Top of Exercise inputs

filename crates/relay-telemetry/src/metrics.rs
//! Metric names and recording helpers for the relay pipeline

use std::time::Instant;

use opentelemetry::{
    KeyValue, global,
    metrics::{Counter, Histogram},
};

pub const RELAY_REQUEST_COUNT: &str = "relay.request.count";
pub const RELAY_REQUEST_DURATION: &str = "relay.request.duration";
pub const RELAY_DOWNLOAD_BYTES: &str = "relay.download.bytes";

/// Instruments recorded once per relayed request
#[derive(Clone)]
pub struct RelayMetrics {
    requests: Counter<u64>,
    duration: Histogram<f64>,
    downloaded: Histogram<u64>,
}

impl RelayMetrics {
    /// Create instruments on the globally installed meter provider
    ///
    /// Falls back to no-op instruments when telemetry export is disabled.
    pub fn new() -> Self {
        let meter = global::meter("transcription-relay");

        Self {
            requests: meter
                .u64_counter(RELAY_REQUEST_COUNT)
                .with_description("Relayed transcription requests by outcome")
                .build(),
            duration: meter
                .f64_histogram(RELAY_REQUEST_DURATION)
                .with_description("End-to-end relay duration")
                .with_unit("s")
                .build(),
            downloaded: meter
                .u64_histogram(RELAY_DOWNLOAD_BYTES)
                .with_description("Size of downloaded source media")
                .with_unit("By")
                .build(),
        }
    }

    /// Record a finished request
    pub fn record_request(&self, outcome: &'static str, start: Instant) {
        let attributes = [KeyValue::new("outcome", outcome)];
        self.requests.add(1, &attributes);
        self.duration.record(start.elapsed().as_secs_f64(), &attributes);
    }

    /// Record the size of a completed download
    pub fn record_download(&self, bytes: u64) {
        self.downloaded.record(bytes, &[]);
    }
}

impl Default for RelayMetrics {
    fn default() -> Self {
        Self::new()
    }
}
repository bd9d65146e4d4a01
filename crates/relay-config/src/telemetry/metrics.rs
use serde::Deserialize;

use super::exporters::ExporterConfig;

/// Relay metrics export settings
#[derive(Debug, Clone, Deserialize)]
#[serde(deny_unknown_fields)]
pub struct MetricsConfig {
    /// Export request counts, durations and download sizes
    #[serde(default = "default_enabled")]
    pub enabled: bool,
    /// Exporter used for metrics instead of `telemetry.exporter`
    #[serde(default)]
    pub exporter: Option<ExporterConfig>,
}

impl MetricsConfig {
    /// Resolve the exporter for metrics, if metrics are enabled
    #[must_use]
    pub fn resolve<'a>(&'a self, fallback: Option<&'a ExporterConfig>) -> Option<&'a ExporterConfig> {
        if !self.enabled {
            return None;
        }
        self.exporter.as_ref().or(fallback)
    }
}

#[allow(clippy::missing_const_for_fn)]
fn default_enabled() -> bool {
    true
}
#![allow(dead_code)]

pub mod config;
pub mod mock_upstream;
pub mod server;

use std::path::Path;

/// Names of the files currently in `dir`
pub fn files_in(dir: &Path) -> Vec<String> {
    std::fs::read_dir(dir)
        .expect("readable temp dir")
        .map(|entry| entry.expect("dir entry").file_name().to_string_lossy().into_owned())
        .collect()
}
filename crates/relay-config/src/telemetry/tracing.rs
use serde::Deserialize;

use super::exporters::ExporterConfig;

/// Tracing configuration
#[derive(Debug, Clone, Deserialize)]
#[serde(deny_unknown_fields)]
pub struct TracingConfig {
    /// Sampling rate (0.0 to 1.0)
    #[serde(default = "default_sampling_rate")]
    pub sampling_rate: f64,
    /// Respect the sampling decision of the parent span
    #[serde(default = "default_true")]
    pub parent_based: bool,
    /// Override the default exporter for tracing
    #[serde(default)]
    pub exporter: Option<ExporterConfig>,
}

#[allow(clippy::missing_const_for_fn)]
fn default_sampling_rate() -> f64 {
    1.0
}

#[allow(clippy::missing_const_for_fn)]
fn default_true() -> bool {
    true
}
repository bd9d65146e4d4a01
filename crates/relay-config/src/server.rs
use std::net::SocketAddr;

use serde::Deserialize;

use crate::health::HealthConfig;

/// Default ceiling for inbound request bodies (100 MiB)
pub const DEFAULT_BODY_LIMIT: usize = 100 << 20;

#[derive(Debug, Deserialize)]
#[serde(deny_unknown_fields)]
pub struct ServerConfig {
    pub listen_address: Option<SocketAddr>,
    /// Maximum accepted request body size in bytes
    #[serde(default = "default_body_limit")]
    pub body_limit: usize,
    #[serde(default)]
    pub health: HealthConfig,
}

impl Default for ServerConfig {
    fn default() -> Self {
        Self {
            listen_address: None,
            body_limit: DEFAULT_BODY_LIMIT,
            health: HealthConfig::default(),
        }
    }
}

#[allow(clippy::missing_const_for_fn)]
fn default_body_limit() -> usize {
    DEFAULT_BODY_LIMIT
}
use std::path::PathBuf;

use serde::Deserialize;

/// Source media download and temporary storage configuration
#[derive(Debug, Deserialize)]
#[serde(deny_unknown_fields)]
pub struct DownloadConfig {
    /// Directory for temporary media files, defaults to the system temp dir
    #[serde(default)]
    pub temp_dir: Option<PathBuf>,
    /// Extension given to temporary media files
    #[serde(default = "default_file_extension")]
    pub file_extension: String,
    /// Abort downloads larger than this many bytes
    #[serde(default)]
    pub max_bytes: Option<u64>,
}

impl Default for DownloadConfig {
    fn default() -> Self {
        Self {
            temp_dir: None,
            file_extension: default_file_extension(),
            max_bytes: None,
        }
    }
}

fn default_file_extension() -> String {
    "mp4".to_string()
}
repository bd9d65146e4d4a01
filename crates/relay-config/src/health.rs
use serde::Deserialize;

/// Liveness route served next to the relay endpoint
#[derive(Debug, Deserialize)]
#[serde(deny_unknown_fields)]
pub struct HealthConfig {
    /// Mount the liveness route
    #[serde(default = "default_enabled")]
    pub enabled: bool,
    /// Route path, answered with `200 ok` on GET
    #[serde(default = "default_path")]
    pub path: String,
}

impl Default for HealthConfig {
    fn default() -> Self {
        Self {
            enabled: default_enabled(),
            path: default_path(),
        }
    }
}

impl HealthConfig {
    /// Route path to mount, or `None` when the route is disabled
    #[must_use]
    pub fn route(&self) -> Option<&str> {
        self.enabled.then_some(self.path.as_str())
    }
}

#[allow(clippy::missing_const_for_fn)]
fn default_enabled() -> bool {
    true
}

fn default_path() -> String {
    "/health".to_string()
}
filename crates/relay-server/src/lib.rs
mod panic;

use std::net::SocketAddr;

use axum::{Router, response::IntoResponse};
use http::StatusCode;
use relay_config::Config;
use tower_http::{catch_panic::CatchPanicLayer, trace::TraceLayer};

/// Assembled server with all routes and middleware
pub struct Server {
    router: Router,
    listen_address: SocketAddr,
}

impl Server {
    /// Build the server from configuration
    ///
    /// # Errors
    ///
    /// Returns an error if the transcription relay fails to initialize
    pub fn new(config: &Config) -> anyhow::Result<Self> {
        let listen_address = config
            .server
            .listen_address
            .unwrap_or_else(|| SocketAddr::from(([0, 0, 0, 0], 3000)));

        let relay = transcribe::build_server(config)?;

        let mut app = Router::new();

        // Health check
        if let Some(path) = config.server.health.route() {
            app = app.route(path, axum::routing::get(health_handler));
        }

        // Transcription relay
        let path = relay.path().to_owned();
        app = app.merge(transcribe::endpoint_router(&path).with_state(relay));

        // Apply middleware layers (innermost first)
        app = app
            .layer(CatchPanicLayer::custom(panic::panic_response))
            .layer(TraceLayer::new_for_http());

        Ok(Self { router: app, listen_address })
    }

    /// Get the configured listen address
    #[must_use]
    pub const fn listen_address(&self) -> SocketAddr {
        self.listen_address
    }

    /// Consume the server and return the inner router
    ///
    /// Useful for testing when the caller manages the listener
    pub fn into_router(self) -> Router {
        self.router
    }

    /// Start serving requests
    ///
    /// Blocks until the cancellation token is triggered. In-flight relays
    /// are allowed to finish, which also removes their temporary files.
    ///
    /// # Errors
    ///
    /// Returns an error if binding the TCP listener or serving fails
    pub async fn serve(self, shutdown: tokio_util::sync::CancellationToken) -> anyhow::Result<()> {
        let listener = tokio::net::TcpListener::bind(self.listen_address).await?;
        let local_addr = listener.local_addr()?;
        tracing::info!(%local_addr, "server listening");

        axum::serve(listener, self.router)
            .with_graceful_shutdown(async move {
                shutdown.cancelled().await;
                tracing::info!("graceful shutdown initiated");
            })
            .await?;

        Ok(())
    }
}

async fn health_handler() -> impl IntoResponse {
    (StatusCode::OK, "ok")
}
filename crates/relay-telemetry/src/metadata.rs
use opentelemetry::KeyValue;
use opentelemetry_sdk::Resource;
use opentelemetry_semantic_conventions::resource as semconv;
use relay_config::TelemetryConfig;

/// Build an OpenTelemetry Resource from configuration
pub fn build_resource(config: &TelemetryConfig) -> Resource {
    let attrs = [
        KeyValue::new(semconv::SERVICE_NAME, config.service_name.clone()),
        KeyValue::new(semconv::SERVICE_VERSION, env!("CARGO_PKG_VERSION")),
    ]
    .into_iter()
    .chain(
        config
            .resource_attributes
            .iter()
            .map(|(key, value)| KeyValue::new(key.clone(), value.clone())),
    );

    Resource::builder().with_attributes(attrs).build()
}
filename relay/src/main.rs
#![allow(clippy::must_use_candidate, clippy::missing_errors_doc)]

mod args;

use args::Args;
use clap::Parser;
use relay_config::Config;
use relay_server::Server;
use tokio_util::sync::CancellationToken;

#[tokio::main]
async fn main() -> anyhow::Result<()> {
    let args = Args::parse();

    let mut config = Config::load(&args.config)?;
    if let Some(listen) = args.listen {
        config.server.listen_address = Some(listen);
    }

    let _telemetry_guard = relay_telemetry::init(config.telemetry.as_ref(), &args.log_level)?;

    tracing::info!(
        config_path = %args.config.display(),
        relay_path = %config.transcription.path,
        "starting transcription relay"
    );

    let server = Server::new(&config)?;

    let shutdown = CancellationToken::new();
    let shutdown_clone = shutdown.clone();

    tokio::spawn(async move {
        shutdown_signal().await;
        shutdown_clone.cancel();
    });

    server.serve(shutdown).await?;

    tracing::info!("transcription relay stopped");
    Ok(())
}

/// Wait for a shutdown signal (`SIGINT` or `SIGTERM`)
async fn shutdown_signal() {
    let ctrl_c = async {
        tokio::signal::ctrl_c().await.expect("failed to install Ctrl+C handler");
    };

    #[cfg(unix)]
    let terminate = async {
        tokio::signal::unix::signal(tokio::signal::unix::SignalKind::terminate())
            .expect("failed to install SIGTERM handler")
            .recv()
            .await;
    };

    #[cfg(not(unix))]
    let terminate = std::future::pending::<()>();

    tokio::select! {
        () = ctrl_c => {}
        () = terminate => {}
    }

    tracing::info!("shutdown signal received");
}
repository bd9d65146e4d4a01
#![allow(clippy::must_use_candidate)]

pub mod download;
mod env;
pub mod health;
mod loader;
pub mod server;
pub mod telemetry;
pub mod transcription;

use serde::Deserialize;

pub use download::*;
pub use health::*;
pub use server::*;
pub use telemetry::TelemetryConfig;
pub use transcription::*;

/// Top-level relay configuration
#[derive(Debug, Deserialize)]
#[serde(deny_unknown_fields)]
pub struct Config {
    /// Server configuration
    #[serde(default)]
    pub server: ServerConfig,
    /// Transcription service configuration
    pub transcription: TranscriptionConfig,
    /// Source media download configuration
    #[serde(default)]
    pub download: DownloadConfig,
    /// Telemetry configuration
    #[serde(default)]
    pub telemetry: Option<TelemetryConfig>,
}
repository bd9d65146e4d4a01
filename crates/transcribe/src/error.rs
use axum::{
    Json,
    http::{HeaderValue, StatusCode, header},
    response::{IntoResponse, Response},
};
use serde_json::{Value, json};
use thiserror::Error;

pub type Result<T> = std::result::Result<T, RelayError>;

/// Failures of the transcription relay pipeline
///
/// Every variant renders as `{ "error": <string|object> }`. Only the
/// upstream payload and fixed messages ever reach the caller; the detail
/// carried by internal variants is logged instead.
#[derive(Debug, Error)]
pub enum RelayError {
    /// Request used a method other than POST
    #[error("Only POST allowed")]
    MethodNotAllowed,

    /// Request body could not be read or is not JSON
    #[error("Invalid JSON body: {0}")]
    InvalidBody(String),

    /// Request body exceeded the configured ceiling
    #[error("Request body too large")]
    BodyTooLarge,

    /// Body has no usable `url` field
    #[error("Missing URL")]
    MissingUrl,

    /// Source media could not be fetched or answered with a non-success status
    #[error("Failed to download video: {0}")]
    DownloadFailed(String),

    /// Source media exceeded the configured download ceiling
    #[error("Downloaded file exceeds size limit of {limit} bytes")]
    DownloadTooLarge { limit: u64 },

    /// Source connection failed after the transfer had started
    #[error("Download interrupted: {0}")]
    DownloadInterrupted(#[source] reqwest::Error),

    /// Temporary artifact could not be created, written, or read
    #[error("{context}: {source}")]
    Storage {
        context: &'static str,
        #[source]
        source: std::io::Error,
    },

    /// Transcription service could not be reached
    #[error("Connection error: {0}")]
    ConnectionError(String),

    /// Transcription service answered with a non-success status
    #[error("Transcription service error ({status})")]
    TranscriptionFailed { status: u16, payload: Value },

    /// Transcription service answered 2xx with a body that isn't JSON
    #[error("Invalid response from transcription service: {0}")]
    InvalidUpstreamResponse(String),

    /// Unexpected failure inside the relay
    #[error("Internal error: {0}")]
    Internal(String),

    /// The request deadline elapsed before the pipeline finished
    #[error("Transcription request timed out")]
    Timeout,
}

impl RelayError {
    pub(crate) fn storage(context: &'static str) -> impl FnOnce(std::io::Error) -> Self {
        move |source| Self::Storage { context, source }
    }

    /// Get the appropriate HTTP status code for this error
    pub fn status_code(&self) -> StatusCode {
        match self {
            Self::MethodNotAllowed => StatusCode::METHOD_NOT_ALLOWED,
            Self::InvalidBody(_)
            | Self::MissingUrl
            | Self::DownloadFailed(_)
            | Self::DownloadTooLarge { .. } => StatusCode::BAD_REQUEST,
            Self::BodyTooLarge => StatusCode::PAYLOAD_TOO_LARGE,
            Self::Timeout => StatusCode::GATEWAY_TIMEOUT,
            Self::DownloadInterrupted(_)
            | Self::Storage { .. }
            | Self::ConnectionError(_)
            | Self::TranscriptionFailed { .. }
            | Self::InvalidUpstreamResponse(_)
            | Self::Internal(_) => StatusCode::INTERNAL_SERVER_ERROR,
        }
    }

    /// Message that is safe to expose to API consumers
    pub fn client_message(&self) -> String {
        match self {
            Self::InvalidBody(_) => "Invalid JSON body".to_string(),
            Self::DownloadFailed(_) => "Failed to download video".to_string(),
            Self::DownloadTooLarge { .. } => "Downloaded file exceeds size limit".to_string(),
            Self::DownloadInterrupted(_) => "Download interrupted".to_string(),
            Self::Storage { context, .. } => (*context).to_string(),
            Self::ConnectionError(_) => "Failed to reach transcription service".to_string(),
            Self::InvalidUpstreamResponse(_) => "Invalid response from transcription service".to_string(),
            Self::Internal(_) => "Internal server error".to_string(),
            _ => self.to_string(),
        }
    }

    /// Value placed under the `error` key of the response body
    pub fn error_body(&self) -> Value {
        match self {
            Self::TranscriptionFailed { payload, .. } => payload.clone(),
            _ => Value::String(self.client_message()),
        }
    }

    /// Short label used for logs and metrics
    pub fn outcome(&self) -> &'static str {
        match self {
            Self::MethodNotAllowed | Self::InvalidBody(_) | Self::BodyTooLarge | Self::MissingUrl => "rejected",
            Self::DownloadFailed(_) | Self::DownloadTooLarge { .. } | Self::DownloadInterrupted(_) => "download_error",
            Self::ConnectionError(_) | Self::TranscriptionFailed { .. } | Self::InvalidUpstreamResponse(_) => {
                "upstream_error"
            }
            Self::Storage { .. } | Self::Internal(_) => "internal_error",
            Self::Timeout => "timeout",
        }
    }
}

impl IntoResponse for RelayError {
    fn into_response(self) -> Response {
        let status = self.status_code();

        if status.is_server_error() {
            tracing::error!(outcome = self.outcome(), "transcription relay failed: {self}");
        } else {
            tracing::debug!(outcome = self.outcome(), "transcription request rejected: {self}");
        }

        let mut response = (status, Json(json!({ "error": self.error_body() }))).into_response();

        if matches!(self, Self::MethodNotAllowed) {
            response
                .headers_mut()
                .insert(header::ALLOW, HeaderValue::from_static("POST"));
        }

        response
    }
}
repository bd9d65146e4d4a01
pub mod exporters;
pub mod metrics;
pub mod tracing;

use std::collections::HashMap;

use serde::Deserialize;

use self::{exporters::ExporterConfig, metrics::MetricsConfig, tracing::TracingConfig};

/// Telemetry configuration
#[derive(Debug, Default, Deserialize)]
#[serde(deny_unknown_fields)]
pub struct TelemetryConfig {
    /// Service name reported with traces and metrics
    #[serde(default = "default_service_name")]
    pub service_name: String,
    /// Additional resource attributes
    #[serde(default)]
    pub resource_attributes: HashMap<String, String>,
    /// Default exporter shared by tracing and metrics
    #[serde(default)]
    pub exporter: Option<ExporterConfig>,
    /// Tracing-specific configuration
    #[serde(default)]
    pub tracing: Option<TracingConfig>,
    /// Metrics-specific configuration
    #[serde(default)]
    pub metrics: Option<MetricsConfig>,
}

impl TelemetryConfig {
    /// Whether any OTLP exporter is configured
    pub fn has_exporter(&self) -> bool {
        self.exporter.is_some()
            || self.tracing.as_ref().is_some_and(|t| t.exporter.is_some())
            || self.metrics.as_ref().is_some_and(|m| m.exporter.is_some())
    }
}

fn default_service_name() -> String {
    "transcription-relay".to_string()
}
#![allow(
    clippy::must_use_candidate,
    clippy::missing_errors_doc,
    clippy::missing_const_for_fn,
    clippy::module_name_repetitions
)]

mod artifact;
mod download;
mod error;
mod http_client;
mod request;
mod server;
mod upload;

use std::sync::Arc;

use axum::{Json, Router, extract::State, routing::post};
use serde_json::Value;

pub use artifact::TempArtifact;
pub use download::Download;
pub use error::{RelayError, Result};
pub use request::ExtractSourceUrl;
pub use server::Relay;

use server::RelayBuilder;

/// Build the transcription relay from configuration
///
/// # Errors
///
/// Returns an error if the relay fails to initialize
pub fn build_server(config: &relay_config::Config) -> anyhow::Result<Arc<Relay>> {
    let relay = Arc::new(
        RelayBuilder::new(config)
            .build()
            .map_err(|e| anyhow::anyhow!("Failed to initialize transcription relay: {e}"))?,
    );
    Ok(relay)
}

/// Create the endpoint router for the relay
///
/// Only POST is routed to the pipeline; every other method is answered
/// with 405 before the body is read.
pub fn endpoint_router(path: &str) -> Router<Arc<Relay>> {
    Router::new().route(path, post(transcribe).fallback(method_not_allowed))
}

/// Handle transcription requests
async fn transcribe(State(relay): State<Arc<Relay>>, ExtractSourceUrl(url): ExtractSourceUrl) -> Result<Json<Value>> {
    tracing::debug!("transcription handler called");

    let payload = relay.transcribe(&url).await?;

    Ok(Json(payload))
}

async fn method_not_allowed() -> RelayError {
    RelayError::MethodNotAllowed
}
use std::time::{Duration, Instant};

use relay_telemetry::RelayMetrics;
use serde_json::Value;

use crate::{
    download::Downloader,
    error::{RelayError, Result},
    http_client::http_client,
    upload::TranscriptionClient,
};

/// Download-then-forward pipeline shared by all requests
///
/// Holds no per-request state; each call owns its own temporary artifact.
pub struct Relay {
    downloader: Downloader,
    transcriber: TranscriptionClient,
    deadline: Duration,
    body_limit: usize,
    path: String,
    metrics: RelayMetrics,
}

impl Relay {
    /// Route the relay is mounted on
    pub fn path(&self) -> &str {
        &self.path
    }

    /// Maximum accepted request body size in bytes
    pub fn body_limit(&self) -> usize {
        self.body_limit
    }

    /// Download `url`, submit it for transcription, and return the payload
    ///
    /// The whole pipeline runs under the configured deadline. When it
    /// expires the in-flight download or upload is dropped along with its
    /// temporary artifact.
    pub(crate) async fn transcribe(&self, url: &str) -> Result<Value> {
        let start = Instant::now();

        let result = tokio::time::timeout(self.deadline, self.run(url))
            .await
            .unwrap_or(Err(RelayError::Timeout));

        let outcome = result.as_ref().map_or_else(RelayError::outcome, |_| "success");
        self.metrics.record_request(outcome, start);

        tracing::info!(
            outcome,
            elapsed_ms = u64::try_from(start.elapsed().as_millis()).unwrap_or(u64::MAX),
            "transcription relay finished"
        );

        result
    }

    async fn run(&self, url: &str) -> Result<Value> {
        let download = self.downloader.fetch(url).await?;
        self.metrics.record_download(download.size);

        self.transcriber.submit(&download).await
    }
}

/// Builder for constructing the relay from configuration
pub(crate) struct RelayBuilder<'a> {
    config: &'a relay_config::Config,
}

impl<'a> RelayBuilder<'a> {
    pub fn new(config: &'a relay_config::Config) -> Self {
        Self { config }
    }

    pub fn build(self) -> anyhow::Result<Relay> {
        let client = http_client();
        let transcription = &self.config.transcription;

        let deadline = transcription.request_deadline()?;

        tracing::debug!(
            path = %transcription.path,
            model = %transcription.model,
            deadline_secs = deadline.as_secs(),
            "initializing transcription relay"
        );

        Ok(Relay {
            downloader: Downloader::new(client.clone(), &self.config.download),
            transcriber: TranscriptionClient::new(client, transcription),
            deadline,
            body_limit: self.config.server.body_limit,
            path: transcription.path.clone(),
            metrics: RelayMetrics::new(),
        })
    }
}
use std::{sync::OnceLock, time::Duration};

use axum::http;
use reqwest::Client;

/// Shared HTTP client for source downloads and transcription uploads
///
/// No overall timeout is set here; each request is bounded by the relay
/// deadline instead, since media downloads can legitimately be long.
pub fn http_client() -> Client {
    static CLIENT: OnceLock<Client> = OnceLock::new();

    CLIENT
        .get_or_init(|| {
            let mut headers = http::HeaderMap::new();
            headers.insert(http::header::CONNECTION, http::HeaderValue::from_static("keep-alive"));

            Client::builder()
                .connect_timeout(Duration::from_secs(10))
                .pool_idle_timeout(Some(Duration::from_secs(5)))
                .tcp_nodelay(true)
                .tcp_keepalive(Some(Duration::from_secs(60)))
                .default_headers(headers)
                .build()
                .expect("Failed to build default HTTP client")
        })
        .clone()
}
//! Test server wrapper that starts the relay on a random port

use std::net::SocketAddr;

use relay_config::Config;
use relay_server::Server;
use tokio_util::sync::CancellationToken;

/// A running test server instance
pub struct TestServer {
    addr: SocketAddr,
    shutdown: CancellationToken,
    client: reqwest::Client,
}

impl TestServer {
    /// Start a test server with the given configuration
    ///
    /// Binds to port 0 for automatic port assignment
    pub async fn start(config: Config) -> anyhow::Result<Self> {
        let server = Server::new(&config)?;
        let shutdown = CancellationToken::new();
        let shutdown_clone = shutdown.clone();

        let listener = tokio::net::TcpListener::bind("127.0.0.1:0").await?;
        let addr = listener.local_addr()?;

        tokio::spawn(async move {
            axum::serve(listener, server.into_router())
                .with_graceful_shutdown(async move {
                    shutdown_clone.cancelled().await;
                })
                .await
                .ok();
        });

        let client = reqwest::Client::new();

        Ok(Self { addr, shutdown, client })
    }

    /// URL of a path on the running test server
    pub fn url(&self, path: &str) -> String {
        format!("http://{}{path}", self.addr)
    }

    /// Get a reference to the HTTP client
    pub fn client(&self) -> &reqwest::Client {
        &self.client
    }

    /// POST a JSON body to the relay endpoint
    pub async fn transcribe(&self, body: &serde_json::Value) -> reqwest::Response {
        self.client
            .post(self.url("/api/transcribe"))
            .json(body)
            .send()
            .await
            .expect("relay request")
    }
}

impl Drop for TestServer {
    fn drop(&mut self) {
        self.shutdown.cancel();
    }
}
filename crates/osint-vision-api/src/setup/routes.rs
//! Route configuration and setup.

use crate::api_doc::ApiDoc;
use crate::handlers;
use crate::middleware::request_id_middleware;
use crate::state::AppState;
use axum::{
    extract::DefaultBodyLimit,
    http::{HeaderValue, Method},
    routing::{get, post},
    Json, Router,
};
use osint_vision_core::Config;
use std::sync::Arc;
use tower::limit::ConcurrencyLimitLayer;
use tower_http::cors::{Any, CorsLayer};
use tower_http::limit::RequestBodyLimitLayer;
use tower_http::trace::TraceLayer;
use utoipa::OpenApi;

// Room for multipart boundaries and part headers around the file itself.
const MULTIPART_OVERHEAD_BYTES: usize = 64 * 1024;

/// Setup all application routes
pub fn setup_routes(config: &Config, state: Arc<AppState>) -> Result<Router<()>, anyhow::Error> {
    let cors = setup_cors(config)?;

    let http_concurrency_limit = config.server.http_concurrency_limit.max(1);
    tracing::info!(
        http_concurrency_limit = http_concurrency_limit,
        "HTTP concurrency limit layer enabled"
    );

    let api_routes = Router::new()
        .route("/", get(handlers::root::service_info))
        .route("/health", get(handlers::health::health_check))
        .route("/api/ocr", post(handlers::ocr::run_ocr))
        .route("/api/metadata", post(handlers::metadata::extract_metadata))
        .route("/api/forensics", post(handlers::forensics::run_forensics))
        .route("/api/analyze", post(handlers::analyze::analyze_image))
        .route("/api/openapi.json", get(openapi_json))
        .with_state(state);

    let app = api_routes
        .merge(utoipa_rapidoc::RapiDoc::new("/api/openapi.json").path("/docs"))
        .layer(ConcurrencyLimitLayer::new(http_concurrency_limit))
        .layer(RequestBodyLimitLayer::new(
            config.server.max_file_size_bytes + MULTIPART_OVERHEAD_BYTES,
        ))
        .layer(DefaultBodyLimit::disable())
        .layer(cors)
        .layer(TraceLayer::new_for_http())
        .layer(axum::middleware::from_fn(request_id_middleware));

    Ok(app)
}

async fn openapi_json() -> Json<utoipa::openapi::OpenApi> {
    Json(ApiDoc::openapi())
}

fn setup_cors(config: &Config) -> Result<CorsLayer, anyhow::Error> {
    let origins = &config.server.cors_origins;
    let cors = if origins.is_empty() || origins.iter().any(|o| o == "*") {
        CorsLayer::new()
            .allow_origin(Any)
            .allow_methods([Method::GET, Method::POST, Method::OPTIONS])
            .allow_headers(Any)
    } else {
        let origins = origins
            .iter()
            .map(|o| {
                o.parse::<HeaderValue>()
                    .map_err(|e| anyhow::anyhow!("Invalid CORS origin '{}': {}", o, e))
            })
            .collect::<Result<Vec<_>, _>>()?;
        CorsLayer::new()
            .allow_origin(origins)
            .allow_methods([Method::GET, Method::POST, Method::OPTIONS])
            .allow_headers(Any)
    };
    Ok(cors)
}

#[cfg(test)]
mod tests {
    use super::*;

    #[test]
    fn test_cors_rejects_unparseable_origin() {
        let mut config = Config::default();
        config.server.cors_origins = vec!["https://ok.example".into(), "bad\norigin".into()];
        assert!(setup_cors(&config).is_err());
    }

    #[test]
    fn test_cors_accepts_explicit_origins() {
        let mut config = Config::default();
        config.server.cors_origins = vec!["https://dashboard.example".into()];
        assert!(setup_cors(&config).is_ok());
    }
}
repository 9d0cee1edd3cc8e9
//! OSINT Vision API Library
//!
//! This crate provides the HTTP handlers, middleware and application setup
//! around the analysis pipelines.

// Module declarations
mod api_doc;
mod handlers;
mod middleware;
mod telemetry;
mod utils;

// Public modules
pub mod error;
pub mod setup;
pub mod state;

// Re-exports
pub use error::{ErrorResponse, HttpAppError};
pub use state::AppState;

Bottom of Exercise inputs

> [Instructions for the task] From the entries above, give again exactly the lines running from the line with "axum::serve(listener, server.into_router())" to the line with "the file itself."; include both of those lines.

> [Solution for this problem]
            axum::serve(listener, server.into_router())
                .with_graceful_shutdown(async move {
                    shutdown_clone.cancelled().await;
                })
                .await
                .ok();
        });

        let client = reqwest::Client::new();

        Ok(Self { addr, shutdown, client })
    }

    /// URL of a path on the running test server
    pub fn url(&self, path: &str) -> String {
        format!("http://{}{path}", self.addr)
    }

    /// Get a reference to the HTTP client
    pub fn client(&self) -> &reqwest::Client {
        &self.client
    }

    /// POST a JSON body to the relay endpoint
    pub async fn transcribe(&self, body: &serde_json::Value) -> reqwest::Response {
        self.client
            .post(self.url("/api/transcribe"))
            .json(body)
            .send()
            .await
            .expect("relay request")
    }
}

impl Drop for TestServer {
    fn drop(&mut self) {
        self.shutdown.cancel();
    }
}
filename crates/osint-vision-api/src/setup/routes.rs
//! Route configuration and setup.

use crate::api_doc::ApiDoc;
use crate::handlers;
use crate::middleware::request_id_middleware;
use crate::state::AppState;
use axum::{
    extract::DefaultBodyLimit,
    http::{HeaderValue, Method},
    routing::{get, post},
    Json, Router,
};
use osint_vision_core::Config;
use std::sync::Arc;
use tower::limit::ConcurrencyLimitLayer;
use tower_http::cors::{Any, CorsLayer};
use tower_http::limit::RequestBodyLimitLayer;
use tower_http::trace::TraceLayer;
use utoipa::OpenApi;

// Room for multipart boundaries and part headers around the file itself.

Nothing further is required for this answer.